Post-Covid work: scramble for success

TO At the start of the school year, the open spaces will be empty and the meeting rooms full. “We will come to the open space as we go to a concert, to feel belonging to a community and to create memories”, predicted Jean-Edouard Grésy, from the AlterNego agency. But, if, according to a survey conducted by the Malakoff Humanis health mutual, the first motivation to return to work would be to see colleagues again, it will not be in the open space that we can dance in the heart of the pit. .

Supposed to encourage exchanges, the trays have especially encouraged the wearing of noise-canceling headphones or the adoption of any behavior indicating that one wants to have peace. “In the absence of a physical barrier, open-plan employees create a fourth wall, indicating their desire for solitude through their physical expression or by short answers”, notes organizational researcher Edward Bernstein, in a study that finds a 70% drop in face-to-face interactions in open spaces.

To discuss, you will have to go to the meeting rooms, which will already be filled with those who use them for their visios, the bosses who have annexed them since they scramble to believe that they no longer have an office to get their subordinates to give up theirs.

The future is in collaborative spaces

Remember that, before Covid-19, it was fashionable to speak ill of meetings.

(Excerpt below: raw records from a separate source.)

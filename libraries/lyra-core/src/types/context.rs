/// Play context: which collection a queue was built from
use crate::types::PlaylistId;
use serde::{Deserialize, Serialize};

/// Source collection for a play queue
#[derive(Debug, Clone, Default, PartialEq, Eq, Hash, Serialize, Deserialize)]
#[serde(tag = "type", content = "id", rename_all = "camelCase")]
pub enum PlayContext {
    /// Every track in the library, in library order
    #[default]
    Library,
    /// The recently played list, most recent first
    RecentlyPlayed,
    /// A single playlist, in playlist order
    Playlist(PlaylistId),
}
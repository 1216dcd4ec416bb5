//! Error types for the playback engine

use lyra_core::LyraError;
use thiserror::Error;

/// Playback errors
///
/// None of these are fatal to a session: the session recovers into a
/// consistent state and reports the error to whoever issued the command.
#[derive(Debug, Error)]
pub enum PlaybackError {
    /// The host cannot do audio analysis (no Web Audio, context creation refused)
    #[error("Audio analysis unsupported: {0}")]
    UnsupportedEnvironment(String),

    /// The media element rejected a track's source
    #[error("Failed to load source: {0}")]
    SourceLoad(String),

    /// Playback start was rejected (typically an autoplay policy)
    #[error("Playback start rejected: {0}")]
    PlaybackStart(String),

    /// Any other failure reported by the audio hardware
    #[error("Audio hardware error: {0}")]
    Hardware(String),

    /// Invalid or unreadable configuration
    #[error("Configuration error: {0}")]
    Config(String),

    /// The session task is gone and can no longer receive commands
    #[error("Playback session closed")]
    SessionClosed,

    /// Library collaborator failure
    #[error(transparent)]
    Library(#[from] LyraError),
}

impl From<config::ConfigError> for PlaybackError {
    fn from(err: config::ConfigError) -> Self {
        Self::Config(err.to_string())
    }
}

/// Result type for playback operations
pub type Result<T> = std::result::Result<T, PlaybackError>;
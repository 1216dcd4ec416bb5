//! Core types for the playback engine

use lyra_core::TrackId;
use serde::{Deserialize, Serialize};
use std::ops::Deref;
use std::sync::Arc;

/// Transport state of a session
#[derive(Debug, Clone, Copy, Default, PartialEq, Eq, Hash, Serialize, Deserialize)]
#[serde(rename_all = "lowercase")]
pub enum PlaybackState {
    /// No track loaded
    #[default]
    Idle,

    /// Source assigned, waiting for metadata
    Loading,

    /// Ready to play, or paused mid-track
    Paused,

    /// Currently playing
    Playing,

    /// The track reached its end
    Ended,
}

/// Repeat mode
#[derive(Debug, Clone, Copy, Default, PartialEq, Eq, Hash, Serialize, Deserialize)]
#[serde(rename_all = "lowercase")]
pub enum RepeatMode {
    /// Stop when the queue ends
    #[default]
    #[serde(rename = "none", alias = "off")]
    Off,

    /// Loop the entire queue
    All,

    /// Loop the current track only
    One,
}

impl RepeatMode {
    /// The mode after this one in the repeat button cycle
    #[must_use]
    pub fn cycle(self) -> Self {
        match self {
            RepeatMode::Off => RepeatMode::All,
            RepeatMode::All => RepeatMode::One,
            RepeatMode::One => RepeatMode::Off,
        }
    }
}

/// Observable snapshot of a session's transport
#[derive(Debug, Clone, PartialEq, Serialize, Deserialize)]
#[serde(rename_all = "camelCase")]
pub struct TransportState {
    /// State machine position
    pub state: PlaybackState,

    /// True only while `state` is `Playing`
    pub is_playing: bool,

    /// Playback position
    pub current_time_seconds: f64,

    /// Track length, 0 until metadata is known
    pub duration_seconds: f64,

    /// Output volume in `[0, 1]`
    pub volume: f64,

    /// Shuffle toggle
    pub is_shuffle: bool,

    /// Repeat mode
    pub repeat_mode: RepeatMode,

    /// Currently loaded track
    pub current_track_id: Option<TrackId>,
}

impl TransportState {
    /// Initial state for a new session
    pub fn new(volume: f64, is_shuffle: bool, repeat_mode: RepeatMode) -> Self {
        Self {
            state: PlaybackState::Idle,
            is_playing: false,
            current_time_seconds: 0.0,
            duration_seconds: 0.0,
            volume: volume.clamp(0.0, 1.0),
            is_shuffle,
            repeat_mode,
            current_track_id: None,
        }
    }

    pub(crate) fn reset_times(&mut self) {
        self.current_time_seconds = 0.0;
        self.duration_seconds = 0.0;
    }
}

impl Default for TransportState {
    fn default() -> Self {
        Self::new(1.0, false, RepeatMode::Off)
    }
}

/// Normalized bar magnitudes for the spectrum display
///
/// Always replaced wholesale; readers keep whatever snapshot they cloned.
#[derive(Debug, Clone, PartialEq)]
pub struct VisualizerBars(Arc<[f32]>);

impl VisualizerBars {
    /// `count` bars at zero
    pub fn zeros(count: usize) -> Self {
        Self(vec![0.0; count].into())
    }

    /// Borrow as a slice
    pub fn as_slice(&self) -> &[f32] {
        &self.0
    }
}

impl From<Vec<f32>> for VisualizerBars {
    fn from(bars: Vec<f32>) -> Self {
        Self(bars.into())
    }
}

impl Deref for VisualizerBars {
    type Target = [f32];

    fn deref(&self) -> &[f32] {
        &self.0
    }
}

We even pretended to run away from them. At the start of the school year, we will go to the office on purpose. “We have effected a rebalancing between individual workstations and collaborative spaces which have gone from 15% to 30%”, reports Laurence Doumerc, director of workplace management, a leading profession in the post-Covid-19 world, to Société Générale.

“If women telework more, there is a risk of hearing their voices less in meetings”, says Flore Pradère, director of research in a consulting company.

She was responsible for the new Les Dunes campus in Val-de-Fontenay (Val-de-Marne). “Since the office will be less and less the place of individual production, the days when the teams will meet on site, they will be collaborative and collective days. “ “Before the crisis, we were at 60%, 70% of traditional workstations, for 30%, 40% of collaborative surfaces, now we have gone to 50-50, and it would not surprise me that it ends up being s ‘reverse’, Rémi Calvayrac also predicts, workplace and design director at JLL, heavyweight in corporate real estate.